The police claimed at that time that he had planned the assassination of Murali Manohar Joshi and former Jammu and Kashmir Governor, Jagmohan.
Khan originally from the Valley had come down to Delhi in search of work. He was 31 then. Just upon landing in Delhi he was picked up by the police and charges under the Explosives Act were slapped against him and six others. All he could do under detention was cry for his innocence and each time he did that he was only tortured more.
Then there were these court cases for which he sat and hoped for justice. Finally after years of battle justice came by. All though his ordeal in jail his wife and children had been living off the relief money which was granted to them by a local shrine. However this was just not enough and he weeps like a child when he says that his family ate just one meal a day. Today life is limping back to normal, but the damage has already been done. Will he get an apology from the government? Well that is a million dollar question.

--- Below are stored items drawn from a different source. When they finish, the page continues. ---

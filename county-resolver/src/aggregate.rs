//! Accumulateur concurrent des comptages par région
//!
//! Map shardée (`DashMap`) de compteurs atomiques: deux régions différentes ne
//! se bloquent pas mutuellement, et l'incrément d'une région existante ne prend
//! qu'un verrou de lecture sur son shard. La création d'une entrée passe par
//! l'API `entry`, sous verrou d'écriture du shard: deux premiers incréments
//! concurrents pour la même région ne peuvent pas se perdre.

use std::sync::atomic::{AtomicU64, Ordering};

use dashmap::DashMap;

use crate::classify::PartialCounts;
use crate::types::ResultMap;

/// Comptages partagés entre workers
#[derive(Debug, Default)]
pub struct ResultAggregator {
    counts: DashMap<String, AtomicU64>,
    merged_batches: AtomicU64,
}

impl ResultAggregator {
    pub fn new() -> Self {
        Self::default()
    }

    /// Ajoute `delta` au compteur d'une région (créé à la première contribution)
    pub fn add(&self, region: &str, delta: u64) {
        if delta == 0 {
            return;
        }
        if let Some(counter) = self.counts.get(region) {
            counter.fetch_add(delta, Ordering::Relaxed);
            return;
        }
        self.counts
            .entry(region.to_string())
            .or_default()
            .fetch_add(delta, Ordering::Relaxed);
    }

    /// Fusionne les incréments d'un batch
    pub fn merge(&self, partial: PartialCounts) {
        for (region, delta) in &partial {
            self.add(region, *delta);
        }
        self.merged_batches.fetch_add(1, Ordering::Relaxed);
    }

    /// Nombre de batches fusionnés
    pub fn merged_batches(&self) -> u64 {
        self.merged_batches.load(Ordering::Relaxed)
    }

    pub fn get(&self, region: &str) -> u64 {
        self.counts
            .get(region)
            .map(|c| c.load(Ordering::Relaxed))
            .unwrap_or(0)
    }

    /// Instantané final, à appeler une fois tous les workers terminés
    pub fn finalize(&self) -> ResultMap {
        self.counts
            .iter()
            .map(|entry| (entry.key().clone(), entry.value().load(Ordering::Acquire)))
            .collect()
    }
}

These are just a few cases. Manisha Sethi asks who will pay for the three years lost in solitary cells of the 11 men from Rajasthan for allegedly furthering the SIMI. While the Andhra Pradesh government has channelized funds of Mecca Masjid administration by way of compensation to some of those wrongfully implicated in the Masjid bombings, an apology is still not forthcoming.

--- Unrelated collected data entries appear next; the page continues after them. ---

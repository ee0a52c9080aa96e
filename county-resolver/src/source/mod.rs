//! Sources de points (pull)
//!
//! Une source renvoie `Ok(None)` en fin de flux, puis continue de renvoyer
//! `Ok(None)` à chaque appel suivant.

pub mod csv;

use crate::error::PointSourceError;
use crate::types::Point;

pub use self::csv::{CoordinateOrder, CsvOptions, CsvPointSource};

/// Fournisseur de points tiré un par un
pub trait PointSource {
    /// Point suivant, `None` en fin de flux
    fn next_point(&mut self) -> Result<Option<Point>, PointSourceError>;
}

impl<S: PointSource + ?Sized> PointSource for &mut S {
    fn next_point(&mut self) -> Result<Option<Point>, PointSourceError> {
        (**self).next_point()
    }
}

impl<S: PointSource + ?Sized> PointSource for Box<S> {
    fn next_point(&mut self) -> Result<Option<Point>, PointSourceError> {
        (**self).next_point()
    }
}

/// Source adossée à un itérateur de points
#[derive(Debug, Clone)]
pub struct IterSource<I> {
    inner: std::iter::Fuse<I>,
}

impl<I: Iterator<Item = Point>> IterSource<I> {
    pub fn new(iter: impl IntoIterator<IntoIter = I>) -> Self {
        Self {
            inner: iter.into_iter().fuse(),
        }
    }
}

impl IterSource<std::vec::IntoIter<Point>> {
    pub fn from_points(points: Vec<Point>) -> Self {
        Self::new(points)
    }
}

impl<I: Iterator<Item = Point>> PointSource for IterSource<I> {
    fn next_point(&mut self) -> Result<Option<Point>, PointSourceError> {
        Ok(self.inner.next())
    }
}

/// Source adossée à une closure; la fin de flux est définitive
pub struct FnSource<F> {
    f: F,
    done: bool,
}

/// Construit une source depuis une closure (équivalent de `std::iter::from_fn`)
pub fn from_fn<F>(f: F) -> FnSource<F>
where
    F: FnMut() -> Result<Option<Point>, PointSourceError>,
{
    FnSource { f, done: false }
}

impl<F> PointSource for FnSource<F>
where
    F: FnMut() -> Result<Option<Point>, PointSourceError>,
{
    fn next_point(&mut self) -> Result<Option<Point>, PointSourceError> {
        if self.done {
            return Ok(None);
        }
        let next = (self.f)()?;
        if next.is_none() {
            self.done = true;
        }
        Ok(next)
    }
}

impl<F> std::fmt::Debug for FnSource<F> {
    fn fmt(&self, f: &mut std::fmt::Formatter<'_>) -> std::fmt::Result {
        f.debug_struct("FnSource").field("done", &self.done).finish()
    }
}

Dozens of those falsely implicated by the Special Cell of Delhi: Saquib Rehman, Bashir Ahmed Shah, Nazir Ali Sofi, Ghulam Moinuddin Dar, Abdul Majid Bhat, Abdul Qayoom Khan, Birender Singh (spent over 5 and a half years in jail before being acquitted in 2010); Imran Kirmani (spent 4 and a half years in prison); Gulzar Ahmed Ganai and Amin Hajam (3 years). All were accused of being ISI, Laskar e Tayiba or HuJI operatives and all were acquitted by the courts.
She further asks, “does anyone, anywhere in the machinery of our government ever feel any remorse when young men like Rashid Hussain are picked up for questioning in serial blasts and when their employers Infosys – otherwise the paragons of corporate social responsibility – refuse to let them return to their jobs?